**Exercise**
Show the lines of the material that contain the word "gadgets".

+ + + +

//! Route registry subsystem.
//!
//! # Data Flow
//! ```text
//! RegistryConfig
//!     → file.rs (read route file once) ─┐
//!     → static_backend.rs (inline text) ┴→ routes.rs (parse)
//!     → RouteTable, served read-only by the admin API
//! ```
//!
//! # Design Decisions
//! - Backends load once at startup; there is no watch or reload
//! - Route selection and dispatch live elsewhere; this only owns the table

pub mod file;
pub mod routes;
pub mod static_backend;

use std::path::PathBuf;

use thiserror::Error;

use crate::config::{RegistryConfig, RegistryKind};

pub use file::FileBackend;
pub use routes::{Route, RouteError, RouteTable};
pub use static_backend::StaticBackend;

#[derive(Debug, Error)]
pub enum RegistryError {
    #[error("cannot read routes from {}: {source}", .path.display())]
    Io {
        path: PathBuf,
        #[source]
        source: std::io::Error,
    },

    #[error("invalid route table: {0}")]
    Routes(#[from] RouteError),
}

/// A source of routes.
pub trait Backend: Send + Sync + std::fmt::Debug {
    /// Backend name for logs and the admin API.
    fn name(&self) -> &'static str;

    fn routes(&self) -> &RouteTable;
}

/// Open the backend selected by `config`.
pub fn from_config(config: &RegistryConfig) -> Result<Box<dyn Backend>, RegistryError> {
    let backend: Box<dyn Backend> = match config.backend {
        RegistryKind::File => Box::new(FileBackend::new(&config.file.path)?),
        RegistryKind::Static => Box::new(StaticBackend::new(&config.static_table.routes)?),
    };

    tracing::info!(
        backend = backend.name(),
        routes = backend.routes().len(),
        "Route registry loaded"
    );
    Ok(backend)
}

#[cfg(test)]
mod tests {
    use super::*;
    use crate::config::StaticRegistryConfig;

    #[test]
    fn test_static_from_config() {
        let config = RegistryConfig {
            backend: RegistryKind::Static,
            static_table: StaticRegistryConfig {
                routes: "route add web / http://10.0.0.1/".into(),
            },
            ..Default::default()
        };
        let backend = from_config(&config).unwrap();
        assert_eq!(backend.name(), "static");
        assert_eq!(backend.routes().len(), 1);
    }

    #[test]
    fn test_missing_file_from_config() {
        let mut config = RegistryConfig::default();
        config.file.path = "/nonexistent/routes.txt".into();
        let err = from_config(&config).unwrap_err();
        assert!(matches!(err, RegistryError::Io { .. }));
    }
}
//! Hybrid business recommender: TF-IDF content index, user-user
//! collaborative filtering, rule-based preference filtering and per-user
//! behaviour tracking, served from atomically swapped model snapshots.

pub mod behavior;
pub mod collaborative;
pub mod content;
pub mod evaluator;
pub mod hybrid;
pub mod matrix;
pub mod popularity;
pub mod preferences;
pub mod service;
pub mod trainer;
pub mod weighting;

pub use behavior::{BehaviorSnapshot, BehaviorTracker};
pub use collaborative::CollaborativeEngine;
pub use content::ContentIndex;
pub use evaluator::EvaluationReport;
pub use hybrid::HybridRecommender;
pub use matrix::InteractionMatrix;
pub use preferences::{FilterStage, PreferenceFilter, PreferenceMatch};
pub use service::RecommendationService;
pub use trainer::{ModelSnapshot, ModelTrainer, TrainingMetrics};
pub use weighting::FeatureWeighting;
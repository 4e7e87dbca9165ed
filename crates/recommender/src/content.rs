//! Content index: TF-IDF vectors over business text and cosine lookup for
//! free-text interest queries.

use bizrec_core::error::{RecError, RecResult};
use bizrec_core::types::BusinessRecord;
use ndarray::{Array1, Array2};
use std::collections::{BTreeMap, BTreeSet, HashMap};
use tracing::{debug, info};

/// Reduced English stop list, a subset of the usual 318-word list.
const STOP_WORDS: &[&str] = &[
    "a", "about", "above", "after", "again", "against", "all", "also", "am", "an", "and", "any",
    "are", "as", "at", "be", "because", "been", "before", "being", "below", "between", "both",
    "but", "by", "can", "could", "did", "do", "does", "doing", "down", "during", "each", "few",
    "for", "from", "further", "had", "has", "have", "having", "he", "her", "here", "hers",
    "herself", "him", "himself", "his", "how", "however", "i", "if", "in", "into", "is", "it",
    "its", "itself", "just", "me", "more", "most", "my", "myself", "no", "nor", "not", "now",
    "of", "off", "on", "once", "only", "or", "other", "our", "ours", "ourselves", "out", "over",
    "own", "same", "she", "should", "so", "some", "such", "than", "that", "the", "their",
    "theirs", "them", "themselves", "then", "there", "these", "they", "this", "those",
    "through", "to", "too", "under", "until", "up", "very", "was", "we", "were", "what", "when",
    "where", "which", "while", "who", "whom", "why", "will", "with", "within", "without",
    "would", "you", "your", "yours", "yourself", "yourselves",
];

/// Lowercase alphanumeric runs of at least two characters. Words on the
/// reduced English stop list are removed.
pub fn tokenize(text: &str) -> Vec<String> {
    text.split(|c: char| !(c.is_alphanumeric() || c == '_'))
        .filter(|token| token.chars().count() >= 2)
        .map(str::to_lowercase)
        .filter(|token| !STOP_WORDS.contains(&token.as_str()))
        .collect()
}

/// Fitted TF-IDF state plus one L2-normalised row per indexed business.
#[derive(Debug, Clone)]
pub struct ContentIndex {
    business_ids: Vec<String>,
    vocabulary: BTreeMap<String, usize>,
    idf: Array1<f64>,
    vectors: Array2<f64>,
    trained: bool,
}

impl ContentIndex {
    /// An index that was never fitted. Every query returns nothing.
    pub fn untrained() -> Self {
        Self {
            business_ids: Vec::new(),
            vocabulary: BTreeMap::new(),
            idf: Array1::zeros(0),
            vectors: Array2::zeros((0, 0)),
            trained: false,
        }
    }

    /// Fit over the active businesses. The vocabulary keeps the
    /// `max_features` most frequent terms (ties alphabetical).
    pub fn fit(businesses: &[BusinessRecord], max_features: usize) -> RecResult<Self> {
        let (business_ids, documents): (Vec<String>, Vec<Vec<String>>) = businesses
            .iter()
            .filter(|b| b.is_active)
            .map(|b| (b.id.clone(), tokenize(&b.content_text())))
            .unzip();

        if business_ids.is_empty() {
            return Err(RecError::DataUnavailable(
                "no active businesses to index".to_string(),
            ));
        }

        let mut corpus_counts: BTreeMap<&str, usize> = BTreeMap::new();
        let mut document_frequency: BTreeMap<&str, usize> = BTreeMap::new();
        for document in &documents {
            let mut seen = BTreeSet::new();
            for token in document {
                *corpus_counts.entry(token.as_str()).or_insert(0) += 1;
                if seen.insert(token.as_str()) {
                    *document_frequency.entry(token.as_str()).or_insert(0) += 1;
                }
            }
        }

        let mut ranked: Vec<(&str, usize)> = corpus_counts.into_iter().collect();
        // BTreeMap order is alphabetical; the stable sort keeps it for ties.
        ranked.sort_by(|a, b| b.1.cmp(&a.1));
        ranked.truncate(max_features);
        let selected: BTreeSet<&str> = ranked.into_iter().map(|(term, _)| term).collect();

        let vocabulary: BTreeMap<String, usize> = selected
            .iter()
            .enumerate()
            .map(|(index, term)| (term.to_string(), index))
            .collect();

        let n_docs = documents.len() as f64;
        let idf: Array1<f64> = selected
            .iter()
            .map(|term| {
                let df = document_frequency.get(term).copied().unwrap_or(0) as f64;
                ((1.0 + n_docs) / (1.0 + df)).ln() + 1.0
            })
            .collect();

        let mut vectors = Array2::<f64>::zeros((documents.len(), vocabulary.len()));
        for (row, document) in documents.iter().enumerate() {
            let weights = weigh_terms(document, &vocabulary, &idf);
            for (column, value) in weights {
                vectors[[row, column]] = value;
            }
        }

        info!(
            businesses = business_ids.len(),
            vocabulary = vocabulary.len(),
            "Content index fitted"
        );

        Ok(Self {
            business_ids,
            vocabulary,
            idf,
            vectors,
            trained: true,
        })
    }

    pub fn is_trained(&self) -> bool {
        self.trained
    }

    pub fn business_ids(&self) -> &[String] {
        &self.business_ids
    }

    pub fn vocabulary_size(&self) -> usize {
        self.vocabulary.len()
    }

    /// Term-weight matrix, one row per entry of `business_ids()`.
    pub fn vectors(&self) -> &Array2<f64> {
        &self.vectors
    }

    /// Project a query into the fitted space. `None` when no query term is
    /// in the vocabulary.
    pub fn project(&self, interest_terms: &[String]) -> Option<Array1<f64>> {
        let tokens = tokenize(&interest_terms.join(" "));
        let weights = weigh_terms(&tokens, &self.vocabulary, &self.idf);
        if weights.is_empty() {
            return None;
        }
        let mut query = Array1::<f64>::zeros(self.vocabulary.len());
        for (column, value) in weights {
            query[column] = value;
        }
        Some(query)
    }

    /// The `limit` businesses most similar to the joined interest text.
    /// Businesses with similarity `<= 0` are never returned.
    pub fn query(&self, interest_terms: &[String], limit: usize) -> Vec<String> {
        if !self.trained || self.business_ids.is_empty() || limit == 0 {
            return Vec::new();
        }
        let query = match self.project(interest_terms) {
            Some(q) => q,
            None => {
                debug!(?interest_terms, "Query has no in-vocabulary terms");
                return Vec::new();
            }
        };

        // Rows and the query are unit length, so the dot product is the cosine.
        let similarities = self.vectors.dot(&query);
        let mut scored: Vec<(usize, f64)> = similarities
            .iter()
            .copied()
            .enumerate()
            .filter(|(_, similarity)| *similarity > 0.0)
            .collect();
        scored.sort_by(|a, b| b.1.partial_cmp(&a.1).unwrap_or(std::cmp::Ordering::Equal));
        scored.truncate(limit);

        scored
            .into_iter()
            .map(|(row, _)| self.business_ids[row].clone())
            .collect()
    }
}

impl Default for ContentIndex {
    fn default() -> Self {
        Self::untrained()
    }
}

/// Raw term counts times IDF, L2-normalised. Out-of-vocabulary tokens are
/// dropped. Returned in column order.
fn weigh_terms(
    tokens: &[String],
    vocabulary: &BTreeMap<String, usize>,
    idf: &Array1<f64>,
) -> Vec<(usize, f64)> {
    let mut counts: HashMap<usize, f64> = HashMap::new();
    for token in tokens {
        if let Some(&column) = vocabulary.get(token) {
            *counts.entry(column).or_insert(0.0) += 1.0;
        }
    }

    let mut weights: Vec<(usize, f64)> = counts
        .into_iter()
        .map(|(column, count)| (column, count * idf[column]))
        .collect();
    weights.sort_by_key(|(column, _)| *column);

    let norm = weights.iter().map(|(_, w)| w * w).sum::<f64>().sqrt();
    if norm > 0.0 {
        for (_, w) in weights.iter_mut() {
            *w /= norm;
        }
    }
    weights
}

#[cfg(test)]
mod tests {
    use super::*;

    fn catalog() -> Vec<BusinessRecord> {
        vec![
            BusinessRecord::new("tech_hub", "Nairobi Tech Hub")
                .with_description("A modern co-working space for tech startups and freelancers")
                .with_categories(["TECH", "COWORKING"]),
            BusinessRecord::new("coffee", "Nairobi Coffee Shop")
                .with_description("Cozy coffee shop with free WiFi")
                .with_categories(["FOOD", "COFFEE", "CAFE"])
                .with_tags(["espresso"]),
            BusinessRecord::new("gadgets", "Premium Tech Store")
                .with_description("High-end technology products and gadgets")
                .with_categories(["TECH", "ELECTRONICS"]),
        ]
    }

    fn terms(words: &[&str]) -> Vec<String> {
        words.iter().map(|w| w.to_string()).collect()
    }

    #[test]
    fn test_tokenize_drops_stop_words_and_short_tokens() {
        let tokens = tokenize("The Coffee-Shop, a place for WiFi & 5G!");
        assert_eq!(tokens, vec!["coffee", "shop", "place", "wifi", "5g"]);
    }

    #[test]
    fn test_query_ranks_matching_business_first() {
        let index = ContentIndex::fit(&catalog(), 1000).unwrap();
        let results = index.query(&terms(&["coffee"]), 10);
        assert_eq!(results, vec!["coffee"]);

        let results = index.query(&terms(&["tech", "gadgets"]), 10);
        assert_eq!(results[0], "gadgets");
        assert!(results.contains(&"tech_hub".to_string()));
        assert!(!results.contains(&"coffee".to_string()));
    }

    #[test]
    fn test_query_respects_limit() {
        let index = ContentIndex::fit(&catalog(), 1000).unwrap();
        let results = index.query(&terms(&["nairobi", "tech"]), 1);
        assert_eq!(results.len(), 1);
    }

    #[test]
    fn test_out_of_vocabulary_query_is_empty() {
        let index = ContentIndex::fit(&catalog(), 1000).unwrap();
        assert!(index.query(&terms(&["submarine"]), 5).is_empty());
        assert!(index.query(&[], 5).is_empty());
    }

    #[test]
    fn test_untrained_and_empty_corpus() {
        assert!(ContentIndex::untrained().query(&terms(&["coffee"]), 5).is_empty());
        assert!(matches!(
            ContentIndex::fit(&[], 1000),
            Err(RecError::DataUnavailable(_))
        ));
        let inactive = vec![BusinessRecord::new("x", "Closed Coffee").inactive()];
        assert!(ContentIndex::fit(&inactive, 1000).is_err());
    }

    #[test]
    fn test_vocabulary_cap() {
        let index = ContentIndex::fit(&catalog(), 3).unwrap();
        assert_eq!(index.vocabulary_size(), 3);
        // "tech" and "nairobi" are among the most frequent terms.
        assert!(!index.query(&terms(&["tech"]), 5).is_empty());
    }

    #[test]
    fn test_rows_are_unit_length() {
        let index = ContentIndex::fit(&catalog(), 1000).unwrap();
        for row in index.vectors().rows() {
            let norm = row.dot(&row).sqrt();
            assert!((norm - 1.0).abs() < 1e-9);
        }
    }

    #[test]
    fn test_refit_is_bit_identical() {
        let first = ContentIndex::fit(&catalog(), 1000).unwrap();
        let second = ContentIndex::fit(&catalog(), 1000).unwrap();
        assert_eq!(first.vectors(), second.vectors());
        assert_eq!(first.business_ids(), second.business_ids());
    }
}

+ + + +

**Task answer**
            BusinessRecord::new("gadgets", "Premium Tech Store")
                .with_description("High-end technology products and gadgets")
        let results = index.query(&terms(&["tech", "gadgets"]), 10);
        assert_eq!(results[0], "gadgets");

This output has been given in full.